Neue Polaroid Sofortbildkamera – Polaroid Go im Praxistest

Kleine kreative Begleiterin
29.04.2021

Die neueste Sofortbildkamera von Polaroid kommt im Miniaturformat. Und so sind auch die Bilder der Polaroid Go kleiner als die ihrer Vorgängerinnen. Welche Funktionen die analoge Sofortbildkamera bietet und worauf man beim Fotografieren achten sollte, verrät unser Test.

Nach der Polaroid Now vor etwa einem Jahr bringt Polaroid nun eine neue analoge Sofortbildkamera auf den Markt: die Polaroid Go.

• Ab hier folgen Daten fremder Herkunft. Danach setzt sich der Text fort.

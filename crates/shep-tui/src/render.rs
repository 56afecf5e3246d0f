//! Pure view/render functions for the TUI.
//!
//! Functions here take `&AppState` by immutable reference, draw to a
//! ratatui frame, and never mutate state or return effects.

use ratatui::Frame;
use ratatui::layout::{Constraint, Direction, Layout, Rect};
use ratatui::style::{Color, Style};
use ratatui::text::{Line, Span};
use ratatui::widgets::Paragraph;

use crate::common::text::truncate_with_ellipsis;
use crate::state::{AppState, TuiState};
use crate::{form, sessions};

/// Height of the status line at the bottom.
const STATUS_HEIGHT: u16 = 1;

/// Spinner frames for the busy indicator.
const SPINNER_FRAMES: &[&str] = &["◐", "◓", "◑", "◒"];

/// Renders the entire TUI to the frame.
pub fn render(app: &AppState, frame: &mut Frame) {
    let area = frame.area();
    let state = &app.tui;

    let chunks = Layout::default()
        .direction(Direction::Vertical)
        .constraints([
            Constraint::Length(form::form_height(state)),
            Constraint::Min(3),
            Constraint::Length(STATUS_HEIGHT),
        ])
        .split(area);

    form::render_form(frame, state, chunks[0]);
    sessions::render_table(frame, state, chunks[1]);
    render_status_line(frame, state, chunks[2]);

    // Overlays draw on top of everything.
    if let Some(overlay) = &app.overlay {
        overlay.render(frame, area);
    }
}

fn render_status_line(frame: &mut Frame, state: &TuiState, area: Rect) {
    let left = format!(" {} ", state.config.service_url);

    let right = if state.tasks.register.is_running() {
        let spinner = SPINNER_FRAMES[state.spinner_frame % SPINNER_FRAMES.len()];
        format!("{spinner} registering… ")
    } else {
        "tab panes · enter submit/open · d remove · ctrl+c quit ".to_string()
    };

    let width = area.width as usize;
    let left = truncate_with_ellipsis(&left, width.saturating_sub(right.len() + 1));
    let padding = width.saturating_sub(left.len() + right.chars().count());

    let line = Line::from(vec![
        Span::styled(left, Style::default().fg(Color::DarkGray)),
        Span::raw(" ".repeat(padding)),
        Span::styled(right, Style::default().fg(Color::DarkGray)),
    ]);
    frame.render_widget(Paragraph::new(line), area);
}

Was direkt auffällt? Mit nur 10,5 Zentimetern Länge, 8,39 Zentimetern Breite und 6,15 Zentimetern Höhe ist die Polaroid Go viel kleiner als ihre Vorgängerin und vermutlich auch kleiner als alle anderen Sofortbildkameras. Auch die verwendeten Filme, die es in dieser Größe bisher nicht gab, sind eine Miniaturversion des klassischen quadratischen Formats – aber mit genau so viel Retro-Charme. Die Filme kommen direkt aus der analogen Sofortbildkamera, brauchen etwa 15 Minuten zur Entwicklung.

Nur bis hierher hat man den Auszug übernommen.